Listed entries section start

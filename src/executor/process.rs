//! Async child process execution
//!
//! Runs one external command at a time with:
//! - Inherited stdio (the child talks to the terminal directly)
//! - Working directory control

use std::ffi::OsStr;
use std::path::PathBuf;
use std::process::{ExitStatus, Stdio};
use std::time::{Duration, Instant};

use tokio::process::Command;

use crate::error::{exit_code_from, TaskError};

/// Options for async command execution
#[derive(Debug, Clone, Default)]
pub struct ExecOptions {
    /// Working directory for the command
    pub working_dir: Option<PathBuf>,
}

impl ExecOptions {
    /// Create options with a working directory
    pub fn in_dir(dir: impl Into<PathBuf>) -> Self {
        Self {
            working_dir: Some(dir.into()),
        }
    }
}

/// Result of running a command to completion
#[derive(Debug, Clone)]
pub struct ExecResult {
    /// Command line that was executed (for display)
    pub command: String,
    /// Whether the command succeeded (exit code 0)
    pub success: bool,
    /// Exit code if the process exited normally
    pub exit_code: Option<i32>,
    /// Terminating signal, when killed by one (unix only)
    pub signal: Option<i32>,
    /// Duration of execution
    pub duration: Duration,
}

impl ExecResult {
    fn from_status(command: String, status: ExitStatus, duration: Duration) -> Self {
        Self {
            command,
            success: status.success(),
            exit_code: status.code(),
            signal: terminating_signal(&status),
            duration,
        }
    }

    /// The exit code a parent process should report for this child.
    ///
    /// The child's own code when it exited, `128 + signal` when it was
    /// killed by a signal, 1 otherwise.
    pub fn exit_code_or_failure(&self) -> u8 {
        match (self.exit_code, self.signal) {
            (Some(code), _) => exit_code_from(code),
            (None, Some(signal)) => exit_code_from(128 + signal),
            (None, None) => 1,
        }
    }

    /// Turn an unsuccessful exit into `TaskError::CommandFailed`
    pub fn into_checked(self) -> Result<Self, TaskError> {
        if self.success {
            Ok(self)
        } else {
            Err(TaskError::CommandFailed {
                command: self.command,
                exit_code: self.exit_code,
                signal: self.signal,
            })
        }
    }
}

#[cfg(unix)]
fn terminating_signal(status: &ExitStatus) -> Option<i32> {
    use std::os::unix::process::ExitStatusExt;
    status.signal()
}

#[cfg(not(unix))]
fn terminating_signal(_status: &ExitStatus) -> Option<i32> {
    None
}

/// Render a program and its arguments as a single display string
pub fn display_command<S: AsRef<OsStr>>(program: &OsStr, args: &[S]) -> String {
    std::iter::once(program)
        .chain(args.iter().map(AsRef::as_ref))
        .map(|part| part.to_string_lossy())
        .collect::<Vec<_>>()
        .join(" ")
}

/// Execute a command and wait for it to exit
///
/// # Arguments
/// * `program` - The program to execute
/// * `args` - Command arguments
/// * `options` - Execution options
///
/// # Errors
/// * `TaskError::SpawnFailed` - If the command couldn't be spawned
/// * `TaskError::Io` - If waiting on the child failed
pub async fn exec_command<P, S>(
    program: P,
    args: &[S],
    options: &ExecOptions,
) -> Result<ExecResult, TaskError>
where
    P: AsRef<OsStr>,
    S: AsRef<OsStr>,
{
    let program = program.as_ref();
    let start = Instant::now();
    let command_str = display_command(program, args);

    let mut cmd = Command::new(program);
    cmd.args(args);
    cmd.stdin(Stdio::inherit());
    cmd.stdout(Stdio::inherit());
    cmd.stderr(Stdio::inherit());
    cmd.kill_on_drop(true);

    if let Some(ref dir) = options.working_dir {
        cmd.current_dir(dir);
    }

    tracing::debug!(
        working_dir = ?options.working_dir,
        "Executing: {}",
        command_str
    );

    let mut child = cmd.spawn().map_err(|e| TaskError::SpawnFailed {
        program: program.to_string_lossy().to_string(),
        command: command_str.clone(),
        error: e.to_string(),
        kind: e.kind(),
    })?;

    let status = child.wait().await?;
    let result = ExecResult::from_status(command_str, status, start.elapsed());

    tracing::debug!(
        exit_code = ?result.exit_code,
        duration_ms = result.duration.as_millis() as u64,
        "Finished: {}",
        result.command
    );

    Ok(result)
}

Listed entries section end

#### [What to work on]
Every record above should be written out exactly.

#### [Reply to the task]
filename src/executor/process.rs
//! Async child process execution
//!
//! Runs one external command at a time with:
//! - Inherited stdio (the child talks to the terminal directly)
//! - Working directory control

use std::ffi::OsStr;
use std::path::PathBuf;
use std::process::{ExitStatus, Stdio};
use std::time::{Duration, Instant};

use tokio::process::Command;

use crate::error::{exit_code_from, TaskError};

/// Options for async command execution
#[derive(Debug, Clone, Default)]
pub struct ExecOptions {
    /// Working directory for the command
    pub working_dir: Option<PathBuf>,
}

impl ExecOptions {
    /// Create options with a working directory
    pub fn in_dir(dir: impl Into<PathBuf>) -> Self {
        Self {
            working_dir: Some(dir.into()),
        }
    }
}

/// Result of running a command to completion
#[derive(Debug, Clone)]
pub struct ExecResult {
    /// Command line that was executed (for display)
    pub command: String,
    /// Whether the command succeeded (exit code 0)
    pub success: bool,
    /// Exit code if the process exited normally
    pub exit_code: Option<i32>,
    /// Terminating signal, when killed by one (unix only)
    pub signal: Option<i32>,
    /// Duration of execution
    pub duration: Duration,
}

impl ExecResult {
    fn from_status(command: String, status: ExitStatus, duration: Duration) -> Self {
        Self {
            command,
            success: status.success(),
            exit_code: status.code(),
            signal: terminating_signal(&status),
            duration,
        }
    }

    /// The exit code a parent process should report for this child.
    ///
    /// The child's own code when it exited, `128 + signal` when it was
    /// killed by a signal, 1 otherwise.
    pub fn exit_code_or_failure(&self) -> u8 {
        match (self.exit_code, self.signal) {
            (Some(code), _) => exit_code_from(code),
            (None, Some(signal)) => exit_code_from(128 + signal),
            (None, None) => 1,
        }
    }

    /// Turn an unsuccessful exit into `TaskError::CommandFailed`
    pub fn into_checked(self) -> Result<Self, TaskError> {
        if self.success {
            Ok(self)
        } else {
            Err(TaskError::CommandFailed {
                command: self.command,
                exit_code: self.exit_code,
                signal: self.signal,
            })
        }
    }
}

#[cfg(unix)]
fn terminating_signal(status: &ExitStatus) -> Option<i32> {
    use std::os::unix::process::ExitStatusExt;
    status.signal()
}

#[cfg(not(unix))]
fn terminating_signal(_status: &ExitStatus) -> Option<i32> {
    None
}

/// Render a program and its arguments as a single display string
pub fn display_command<S: AsRef<OsStr>>(program: &OsStr, args: &[S]) -> String {
    std::iter::once(program)
        .chain(args.iter().map(AsRef::as_ref))
        .map(|part| part.to_string_lossy())
        .collect::<Vec<_>>()
        .join(" ")
}

/// Execute a command and wait for it to exit
///
/// # Arguments
/// * `program` - The program to execute
/// * `args` - Command arguments
/// * `options` - Execution options
///
/// # Errors
/// * `TaskError::SpawnFailed` - If the command couldn't be spawned
/// * `TaskError::Io` - If waiting on the child failed
pub async fn exec_command<P, S>(
    program: P,
    args: &[S],
    options: &ExecOptions,
) -> Result<ExecResult, TaskError>
where
    P: AsRef<OsStr>,
    S: AsRef<OsStr>,
{
    let program = program.as_ref();
    let start = Instant::now();
    let command_str = display_command(program, args);

    let mut cmd = Command::new(program);
    cmd.args(args);
    cmd.stdin(Stdio::inherit());
    cmd.stdout(Stdio::inherit());
    cmd.stderr(Stdio::inherit());
    cmd.kill_on_drop(true);

    if let Some(ref dir) = options.working_dir {
        cmd.current_dir(dir);
    }

    tracing::debug!(
        working_dir = ?options.working_dir,
        "Executing: {}",
        command_str
    );

    let mut child = cmd.spawn().map_err(|e| TaskError::SpawnFailed {
        program: program.to_string_lossy().to_string(),
        command: command_str.clone(),
        error: e.to_string(),
        kind: e.kind(),
    })?;

    let status = child.wait().await?;
    let result = ExecResult::from_status(command_str, status, start.elapsed());

    tracing::debug!(
        exit_code = ?result.exit_code,
        duration_ms = result.duration.as_millis() as u64,
        "Finished: {}",
        result.command
    );

    Ok(result)
}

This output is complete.